コミュニケーションの作法。会話の順番。

ソーシャル・マジョリティ研究という本を読んでいました。ASDなど少数派からみた多数はコミュニケーションの特徴、みたいな本です。

それにそって、復習がてらコミュニケーション論みたいなものを書いていこうと思います。

 

 

 

で、わたしがよくやる「しゃべり続けて周りを怒らせる」問題について。

 

会話の順番についてはルールがあるのだそうです。

発言の区切りにたどりついたとして、

1)そこまでに次の話し手が指名されている→その人が次の話し手になる

2)指定がない→聞き手のうち最初に話し始めた人が次の話し手になる

3)1,2が起きない→最初の話し手が話し続けてもいい、そして、くりかえし

 

たとえば、「昨日の晩ごはんはカレーだったんだけど、けっこうおいしくできたんだよね。
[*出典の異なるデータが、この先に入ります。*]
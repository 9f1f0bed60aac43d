use std::sync::atomic::{AtomicU32, Ordering};
use std::sync::Arc;
use std::time::Duration;

use log::{debug, warn};
use reqwest::StatusCode;
use tokio::time::sleep;

use crate::config::ClientConfig;
use crate::error::AppError;

use super::{FetchResult, HttpTransport, Throttle};

/// Consecutive 429s after which the refresh interval is pushed up.
pub const SUSTAINED_RATE_LIMIT_THRESHOLD: u32 = 2;

#[derive(Debug, Clone, Copy)]
pub struct RetryPolicy {
    pub max_retries: u32,
    pub retry_delay: Duration,
}

impl RetryPolicy {
    pub fn from_config(config: &ClientConfig) -> Self {
        Self {
            max_retries: config.max_retries.max(1),
            retry_delay: config.retry_delay,
        }
    }

    /// Backoff after a 429, keyed on the consecutive rate-limit count rather than the attempt.
    pub fn rate_limit_backoff(&self, consecutive: u32) -> Duration {
        self.retry_delay
            .saturating_mul(2u32.saturating_pow(consecutive.min(16)))
    }

    /// Backoff after any other failed attempt (zero-based).
    pub fn linear_backoff(&self, attempt: u32) -> Duration {
        self.retry_delay.saturating_mul(attempt + 1)
    }
}

/// Number of 429 responses seen since the last 200.
#[derive(Debug, Default)]
pub struct RateLimitCounter(AtomicU32);

impl RateLimitCounter {
    pub fn new() -> Self {
        Self::default()
    }

    pub fn increment(&self) -> u32 {
        self.0.fetch_add(1, Ordering::SeqCst) + 1
    }

    pub fn reset(&self) {
        self.0.store(0, Ordering::SeqCst);
    }

    pub fn get(&self) -> u32 {
        self.0.load(Ordering::SeqCst)
    }
}

/// Receives rate-limit signals from the fetch path.
pub trait RateLimitListener: Send + Sync {
    /// Called for every 429 with the backoff about to be slept.
    fn on_rate_limited(&self, _consecutive: u32, _backoff: Duration) {}

    /// Called at most once per logical request, once the counter reaches the sustained threshold.
    fn on_sustained_rate_limit(&self, consecutive: u32);
}

/// Issues one logical GET with throttling, bounded retries and backoff.
pub struct RetryingFetcher {
    transport: Arc<dyn HttpTransport>,
    throttle: Arc<Throttle>,
    policy: RetryPolicy,
    counter: Arc<RateLimitCounter>,
    listener: Option<Arc<dyn RateLimitListener>>,
}

impl RetryingFetcher {
    pub fn new(
        transport: Arc<dyn HttpTransport>,
        throttle: Arc<Throttle>,
        policy: RetryPolicy,
        counter: Arc<RateLimitCounter>,
    ) -> Self {
        Self {
            transport,
            throttle,
            policy,
            counter,
            listener: None,
        }
    }

    pub fn with_listener(mut self, listener: Arc<dyn RateLimitListener>) -> Self {
        self.listener = Some(listener);
        self
    }

    pub fn throttle(&self) -> &Arc<Throttle> {
        &self.throttle
    }

    pub fn counter(&self) -> &Arc<RateLimitCounter> {
        &self.counter
    }

    /// Fetch `url`, returning the body of the first 200 response.
    ///
    /// Exhausting every attempt yields `AppError::RetriesExhausted`; callers treat that as
    /// "no data this cycle".
    pub async fn fetch(&self, url: &str) -> FetchResult<String> {
        let max_retries = self.policy.max_retries;
        let mut escalated = false;

        for attempt in 0..max_retries {
            self.throttle.acquire().await;
            debug!("GET {url} (attempt {}/{max_retries})", attempt + 1);

            match self.transport.get(url).await {
                Ok(reply) if reply.status == StatusCode::OK => {
                    self.counter.reset();
                    return Ok(reply.body);
                }
                Ok(reply) if reply.status == StatusCode::TOO_MANY_REQUESTS => {
                    let consecutive = self.counter.increment();
                    let backoff = self.policy.rate_limit_backoff(consecutive);
                    warn!(
                        "Rate limited (attempt {}), waiting {}s...",
                        attempt + 1,
                        backoff.as_secs()
                    );
                    if let Some(listener) = &self.listener {
                        listener.on_rate_limited(consecutive, backoff);
                    }
                    sleep(backoff).await;

                    if consecutive >= SUSTAINED_RATE_LIMIT_THRESHOLD && !escalated {
                        escalated = true;
                        if let Some(listener) = &self.listener {
                            listener.on_sustained_rate_limit(consecutive);
                        }
                    }
                    continue;
                }
                Ok(reply) => {
                    warn!("API returned status {} on attempt {}", reply.status, attempt + 1);
                }
                Err(err) => {
                    warn!("Request error on attempt {}: {err}", attempt + 1);
                }
            }

            if attempt + 1 < max_retries {
                sleep(self.policy.linear_backoff(attempt)).await;
            }
        }

        Err(AppError::RetriesExhausted {
            attempts: max_retries,
        })
    }
}
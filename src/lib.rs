pub mod app;
pub mod cli;
pub mod config;
pub mod error;
pub mod fetch;
pub mod symbols;
pub mod ui;
pub mod utils;

pub use error::{AppError, Result};
use std::sync::Arc;
use std::time::Duration;

use log::{info, warn};
use tokio::signal;
use tokio::sync::watch;
use tokio::time::timeout;

use crate::app::{cycler, monitor, Shutdown, TickerController, TickerDeps};
use crate::cli::Cli;
use crate::config::{ClientConfig, ConfigStore, ConfigWatcher, Settings};
use crate::error::{AppError, Context, Result};
use crate::fetch::ReqwestTransport;
use crate::ui::{run_prompt, TerminalUi};

/// How long to wait for an in-flight request once shutdown has been requested.
const SHUTDOWN_GRACE: Duration = Duration::from_secs(5);

/// Entry point used by `main`: wire the ticker, start the background tasks and run the prompt.
pub async fn run(cli: Cli) -> Result<()> {
    let config = match &cli.api_base {
        Some(base) => ClientConfig::builtin().with_api_base(base.as_str()),
        None => ClientConfig::builtin(),
    };
    let store = ConfigStore::new(&cli.config);
    let settings = store.load();
    info!(
        "Loaded {} assets from {} (refresh {}s, cycle {}s)",
        settings.watchlist.len(),
        store.path().display(),
        settings.refresh_interval,
        settings.cycle_interval
    );

    let ui = Arc::new(TerminalUi::new());
    let transport = Arc::new(ReqwestTransport::new(config.request_timeout)?);
    let shutdown = Shutdown::new();

    let ticker = TickerController::assemble(TickerDeps {
        config,
        store: store.clone(),
        settings: settings.clone(),
        transport,
        presenter: ui.clone(),
        notifier: ui,
        shutdown: shutdown.clone(),
    });
    ticker.render();

    let watcher = Arc::new(ConfigWatcher::new(store, settings));
    if let Err(err) = watcher.start_watching() {
        warn!("Config hot reload disabled: {err}");
    }
    let reload_task = tokio::spawn(follow_config(Arc::clone(&ticker), watcher.subscribe()));

    let monitor_task = tokio::spawn(monitor::run(Arc::clone(&ticker)));
    let cycler_task = tokio::spawn(cycler::run(Arc::clone(&ticker)));

    let prompt_result = if cli.no_prompt {
        signal::ctrl_c()
            .await
            .context("Failed to listen for Ctrl-C")
            .map_err(AppError::from)
    } else {
        run_prompt(&ticker).await
    };

    info!("Shutting down...");
    shutdown.trigger();
    reload_task.abort();
    cycler_task.await?;
    match timeout(SHUTDOWN_GRACE, monitor_task).await {
        Ok(joined) => joined?,
        Err(_) => warn!("Price monitor still waiting on a request, exiting anyway"),
    }
    prompt_result
}

/// Apply interval changes made to the config file while running.
async fn follow_config(ticker: Arc<TickerController>, mut updates: watch::Receiver<Settings>) {
    while updates.changed().await.is_ok() {
        let settings = updates.borrow_and_update().clone();
        ticker.apply_settings(&settings);
    }
}
//! OSC datagram listener
//!
//! Binds one UDP socket, decodes every datagram into OSC messages and hands
//! each one to a single handler (catch-all route). The same socket is used
//! to send OSC messages to the configured publish target.

use std::fmt;
use std::io;
use std::net::SocketAddr;
use std::sync::Arc;

use async_trait::async_trait;
use bytes::BytesMut;
use parking_lot::Mutex;
use tokio::net::UdpSocket;
use tokio::sync::watch;
use tracing::{debug, info, trace, warn};

use super::{decode_packet, encode_packet, OscError, OscMessage, OscPacket, OscType};

/// Largest datagram accepted (maximum UDP payload)
const MAX_DATAGRAM: usize = 65_507;

/// Error type for the local listener
#[derive(Debug)]
pub enum ListenerError {
    /// Could not bind the listen address
    Bind(SocketAddr, io::Error),
    /// Socket I/O failed
    Io(io::Error),
    /// Outbound message could not be encoded
    Encode(OscError),
    /// The listener has been shut down
    Closed,
}

impl fmt::Display for ListenerError {
    fn fmt(&self, f: &mut fmt::Formatter<'_>) -> fmt::Result {
        match self {
            ListenerError::Bind(addr, e) => write!(f, "Failed to bind {}: {}", addr, e),
            ListenerError::Io(e) => write!(f, "IO error: {}", e),
            ListenerError::Encode(e) => write!(f, "Encode error: {}", e),
            ListenerError::Closed => write!(f, "Listener is shut down"),
        }
    }
}

impl std::error::Error for ListenerError {}

impl From<OscError> for ListenerError {
    fn from(e: OscError) -> Self {
        ListenerError::Encode(e)
    }
}

/// Receives every OSC message delivered to the listener
#[async_trait]
pub trait LocalMessageHandler: Send + Sync {
    async fn on_local_message(&self, message: OscMessage, from: SocketAddr);
}

/// UDP endpoint for the local control protocol
pub struct LocalListener {
    /// Taken on shutdown so the socket closes once `serve` returns
    socket: Mutex<Option<Arc<UdpSocket>>>,
    local_addr: SocketAddr,
    send_target: SocketAddr,
    shutdown: watch::Sender<bool>,
}

impl LocalListener {
    /// Bind the listen address. Outbound messages go to `send_target`.
    pub async fn bind(
        bind_addr: SocketAddr,
        send_target: SocketAddr,
    ) -> Result<Self, ListenerError> {
        let socket = UdpSocket::bind(bind_addr)
            .await
            .map_err(|e| ListenerError::Bind(bind_addr, e))?;
        let local_addr = socket.local_addr().map_err(ListenerError::Io)?;
        let (shutdown, _) = watch::channel(false);

        info!("OSC listening on {} (sending to {})", local_addr, send_target);

        Ok(Self {
            socket: Mutex::new(Some(Arc::new(socket))),
            local_addr,
            send_target,
            shutdown,
        })
    }

    pub fn local_addr(&self) -> SocketAddr {
        self.local_addr
    }

    pub fn send_target(&self) -> SocketAddr {
        self.send_target
    }

    fn socket(&self) -> Result<Arc<UdpSocket>, ListenerError> {
        self.socket.lock().clone().ok_or(ListenerError::Closed)
    }

    /// Receive datagrams until [`shutdown`](Self::shutdown) is called.
    ///
    /// Datagrams that fail to decode are logged and skipped. Bundles are
    /// flattened, so the handler always sees plain messages.
    pub async fn serve(&self, handler: &dyn LocalMessageHandler) -> Result<(), ListenerError> {
        let socket = self.socket()?;
        let mut shutdown_rx = self.shutdown.subscribe();
        let mut buf = vec![0u8; MAX_DATAGRAM];

        loop {
            if *shutdown_rx.borrow_and_update() {
                break;
            }

            tokio::select! {
                biased;

                _ = shutdown_rx.changed() => {}

                result = socket.recv_from(&mut buf) => {
                    let (n, from) = match result {
                        Ok(r) => r,
                        Err(e) => {
                            // ICMP port unreachable from an earlier send surfaces
                            // here on some platforms; it does not end the loop
                            warn!("OSC receive error: {}", e);
                            continue;
                        }
                    };

                    match decode_packet(&buf[..n]) {
                        Ok(packet) => {
                            for message in packet.into_messages() {
                                trace!("OSC {} {:?} from {}", message.address, message.args, from);
                                handler.on_local_message(message, from).await;
                            }
                        }
                        Err(e) => {
                            debug!("Dropping undecodable datagram from {}: {}", from, e);
                        }
                    }
                }
            }
        }

        debug!("OSC listener on {} stopped", self.local_addr);
        Ok(())
    }

    /// Send a message with the given arguments to the publish target
    pub async fn send(&self, address: &str, args: Vec<OscType>) -> Result<(), ListenerError> {
        let socket = self.socket()?;
        let mut buf = BytesMut::new();
        encode_packet(&OscPacket::Message(OscMessage::new(address, args)), &mut buf)?;
        socket
            .send_to(&buf, self.send_target)
            .await
            .map_err(ListenerError::Io)?;
        Ok(())
    }

    pub async fn send_bool(&self, address: &str, value: bool) -> Result<(), ListenerError> {
        self.send(address, vec![OscType::Bool(value)]).await
    }

    /// Stop `serve` and release the socket. Safe to call from any task,
    /// and more than once.
    pub fn shutdown(&self) {
        self.shutdown.send_replace(true);
        if self.socket.lock().take().is_some() {
            debug!("OSC listener on {} shutting down", self.local_addr);
        }
    }
}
チョコレートが隠し味っていうけどほんとうだねえ」と言いたいとしましょう。

ここで、「きのうのば」とかで終わってはいけません。発言が区切りにたどり着いていません。ここで止めると周りが不安になります。同様に、「昨日の晩ごはんは」もいまいちですね。晩ごはんは、だからどうした。いちおう、何かしらの内容があってほしいところです。

そう考えると、「昨日の晩ごはんはカレーだった」というのが、主語と述語をかねそなえたそれなりの情報量を持っていそうなので、この直後が区切りとして適切でしょうか。ここで、たとえば発言者であるあずさが聞き手の一人である太郎くんにむかってうなずいてみせたとすると、太郎君が発言をひきとるかもしれません。しかし、ここはたいした区切りではないので、だれも次のセリフをひきとらないかもしれず、だれも次のセリフを語りはじめないからといって発言者あずさが黙ったままだと周りが困るので、この場合は発言者あずさは話し続けます。

次の区切りは、「けっこうおいしくできたんだよね。」ですね。「だけど」はいかにも次に何かが続きそうですけれど、この「だよね」は文章の終わりを示しています。発言が一段落したので、発言者あずさは太郎君に話を振ってもいいですし、だれか発言してくれないかなと、しばらく黙っていてかまいません。

 

ときどき、話に切れ目がない人というのがいます。句読点はありそうなんですけれど、間があかない。「あの、」とか、割って入ることができない。こういう語りは、聴いているとほんとに、自分が透明人間になった気がしてきます。相互干渉がないんですよね。上で言うところの、(1)(2)がまったく起きない。発言の区切りがない。他の人は登場できない。わたしに何か言わせろ、というわけじゃなくても、発言のチャンスが与えられないのはしんどいものがあります。

 

また、(2)って、宛先不明のボールが机の上に置かれた感じかと思うのですけれど、このボールを「わたしの!」みたいにがしっとつかんで離さないとそれはそれで周りを困惑させます。宛先不明のボールは宛先不明なので、といって誰もとらないと共用スペースにおかれたお土産のお菓子のラスト1個みたいな所在ない感じになってしまうので、ここは軽く受け取って軽くボールを戻しておくのがスムーズかと思ったりします。

さしすせそ、ってあるじゃないですか。さすがですね、しりませんでした、すばらしい、センスいいですね、そうだったんですか! でしたっけ。これも、一瞬ボールを受け取ってさらっとテーブルに戻す、けっこうかっこいいやり方なのかと思います。「だれもこのボールとらないの?」という気まずさとか、「わたしばっかりボールを独占している気がする」というもうしわけなさとかをキャンセルする方法ってわけですね。

 

なんかもう、こういうの読んでると、要するに発言するなってわけね、とか思っちゃうんですけど、そういうわけではないんだろうと頭ではわかっています、はい。